# [The problem]
In the records below, the lines from the one containing "async fn update(&self, entity: E)" through the last are to be reproduced exactly and alone.

****************

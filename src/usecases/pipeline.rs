//! Steps shared by every use case: authorize, validate, check business
//! rules, enrich and shape failures.

use jiff::Timestamp;
use tracing::{debug, warn};

use super::RequestContext;
use crate::error::{AppError, AppResult};
use crate::listing::{FieldTable, ListRequest};
use crate::models::{Entity, RuleViolation};
use crate::services::{Action, Permission, Services};

#[derive(Clone)]
pub struct Pipeline {
    services: Services,
}

impl Pipeline {
    pub fn new(services: Services) -> Self {
        Self { services }
    }

    pub fn services(&self) -> &Services {
        &self.services
    }

    fn t(&self, ctx: &RequestContext, key: &str, params: &[(&str, &str)]) -> String {
        self.services
            .translation
            .get(&ctx.business_type, key, params)
    }

    /// Business-type specific display name of an entity.
    pub fn entity_label(&self, ctx: &RequestContext, entity: &str) -> String {
        self.services.translation.get_with_default(
            &ctx.business_type,
            &format!("entities.{entity}"),
            entity,
            &[],
        )
    }

    fn operation_label(&self, ctx: &RequestContext, action: Action) -> String {
        self.services.translation.get_with_default(
            &ctx.business_type,
            &format!("operations.{}", action.as_str()),
            action.as_str(),
            &[],
        )
    }

    /// Skipped entirely when the authorization provider is disabled.
    pub async fn authorize(
        &self,
        ctx: &RequestContext,
        entity: &'static str,
        action: Action,
    ) -> AppResult<()> {
        let authz = &self.services.authorization;
        if !authz.is_enabled() {
            return Ok(());
        }
        let permission = Permission::new(entity, action);
        let allowed = authz
            .has_permission(&ctx.user_id, &permission)
            .await
            .map_err(|e| self.operation_failed(ctx, entity, action, e))?;
        if allowed {
            return Ok(());
        }

        warn!(user = %ctx.user_id, %permission, "Permission denied");
        let operation = self.operation_label(ctx, action);
        let label = self.entity_label(ctx, entity);
        Err(AppError::Forbidden {
            message: self.t(
                ctx,
                "errors.forbidden",
                &[("operation", &operation), ("entity", &label)],
            ),
        })
    }

    /// Field validation, then the entity's own business rules.
    pub fn validate_entity<E: Entity>(&self, ctx: &RequestContext, entity: &E) -> AppResult<()> {
        entity.validate()?;
        entity
            .check_business_rules()
            .map_err(|v| self.rule_violation(ctx, v))
    }

    pub fn rule_violation(&self, ctx: &RequestContext, violation: RuleViolation) -> AppError {
        debug!(rule = violation.rule, field = violation.field, "Business rule rejected request");
        AppError::BusinessRule {
            rule: violation.rule.to_string(),
            message: self.services.translation.get_with_default(
                &ctx.business_type,
                &format!("rules.{}", violation.rule),
                violation.message,
                &[],
            ),
        }
    }

    pub fn require_id(
        &self,
        ctx: &RequestContext,
        entity: &'static str,
        id: &str,
    ) -> AppResult<()> {
        if id.trim().is_empty() {
            let label = self.entity_label(ctx, entity);
            return Err(AppError::Validation {
                field: "id".to_string(),
                reason: self.t(
                    ctx,
                    "errors.invalid_request",
                    &[("entity", &label), ("reason", "id is required")],
                ),
            });
        }
        Ok(())
    }

    /// Every field a list request names must exist in the entity's field
    /// table, and typed predicates must suit the field's kind.
    pub fn validate_list_request<E: Entity>(
        &self,
        ctx: &RequestContext,
        request: &ListRequest,
    ) -> AppResult<()> {
        let table: &FieldTable<E> = E::fields();
        let unknown = |field: &str| {
            let label = self.entity_label(ctx, E::NAME);
            AppError::Validation {
                field: field.to_string(),
                reason: self.t(
                    ctx,
                    "errors.invalid_field",
                    &[("field", field), ("entity", &label)],
                ),
            }
        };

        if let Some(filter) = &request.filter {
            for typed in filter.flatten() {
                let kind = table
                    .kind_of(&typed.field)
                    .ok_or_else(|| unknown(&typed.field))?;
                if !typed.predicate.accepts(kind) {
                    let label = self.entity_label(ctx, E::NAME);
                    let reason = format!("{} does not support this filter", typed.field);
                    return Err(AppError::Validation {
                        field: typed.field.clone(),
                        reason: self.t(
                            ctx,
                            "errors.invalid_request",
                            &[("entity", &label), ("reason", &reason)],
                        ),
                    });
                }
            }
        }
        if let Some(sort) = &request.sort {
            if let Some(bad) = sort.fields.iter().find(|s| !table.contains(&s.field)) {
                return Err(unknown(&bad.field));
            }
        }
        if let Some(search) = &request.search {
            if let Some(bad) = search.fields.iter().find(|f| !table.contains(f)) {
                return Err(unknown(bad));
            }
        }
        Ok(())
    }

    /// Generated id (when absent) plus creation timestamps.
    pub fn enrich_new<E: Entity>(&self, entity: &mut E, now: Timestamp) {
        if entity.id().trim().is_empty() {
            entity.assign_id(self.services.ids.generate_id());
        }
        entity.stamp_created(now);
    }

    pub fn not_found(&self, ctx: &RequestContext, entity: &'static str, id: &str) -> AppError {
        debug!(entity, id, business_type = %ctx.business_type, "Entity not found");
        AppError::not_found(entity, id)
    }

    /// Client errors pass through; everything else is wrapped with a
    /// translated "operation failed" message.
    pub fn operation_failed(
        &self,
        ctx: &RequestContext,
        entity: &'static str,
        action: Action,
        error: AppError,
    ) -> AppError {
        if error.is_client_error() {
            return error;
        }
        warn!(entity, action = %action, error = %error, "Operation failed");
        let operation = self.operation_label(ctx, action);
        let label = self.entity_label(ctx, entity);
        AppError::Operation {
            message: self.t(
                ctx,
                "errors.operation_failed",
                &[("operation", &operation), ("entity", &label)],
            ),
            source: anyhow::Error::from(error),
        }
    }
}
//! Storage contract shared by every entity type.

use std::collections::BTreeMap;

use async_trait::async_trait;
use serde::Serialize;

use crate::error::AppResult;
use crate::listing::{FieldValue, ListRequest, PageResult};
use crate::models::Entity;

/// A single entity prepared for a detail view.
#[derive(Debug, Clone, PartialEq, Serialize)]
pub struct ItemPageData<E> {
    pub item: E,
    /// Every registered field, read through the entity's field table.
    pub fields: BTreeMap<&'static str, FieldValue>,
    /// Neighbours in storage order, for previous/next navigation.
    pub previous_id: Option<String>,
    pub next_id: Option<String>,
    /// 1-based position in storage order.
    pub position: usize,
    pub total: usize,
}

/// Async CRUD plus the list and item page-data queries.
///
/// Implementations are shared across tasks, so they must be `Send + Sync`.
#[async_trait]
pub trait EntityRepository<E: Entity>: Send + Sync {
    /// Stores a new entity. Fails with `Duplicate` if the id is taken.
    async fn create(&self, entity: E) -> AppResult<E>;

    async fn read(&self, id: &str) -> AppResult<Option<E>>;

    /// Replaces an existing entity. Fails with `NotFound` if absent.
    async fn update(&self, entity: E) -> AppResult<E>;

    /// Returns whether an entity was removed.
    async fn delete(&self, id: &str) -> AppResult<bool>;

    /// All entities in storage order.
    async fn list(&self) -> AppResult<Vec<E>>;

    /// Runs the list data processor over the stored entities.
    async fn list_page_data(&self, request: &ListRequest) -> AppResult<PageResult<E>>;

    async fn item_page_data(&self, id: &str) -> AppResult<Option<ItemPageData<E>>>;

    /// Provider name for logging.
    fn name(&self) -> &'static str;
}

****************

# [Exercise result]
    async fn update(&self, entity: E) -> AppResult<E>;

    /// Returns whether an entity was removed.
    async fn delete(&self, id: &str) -> AppResult<bool>;

    /// All entities in storage order.
    async fn list(&self) -> AppResult<Vec<E>>;

    /// Runs the list data processor over the stored entities.
    async fn list_page_data(&self, request: &ListRequest) -> AppResult<PageResult<E>>;

    async fn item_page_data(&self, id: &str) -> AppResult<Option<ItemPageData<E>>>;

    /// Provider name for logging.
    fn name(&self) -> &'static str;
}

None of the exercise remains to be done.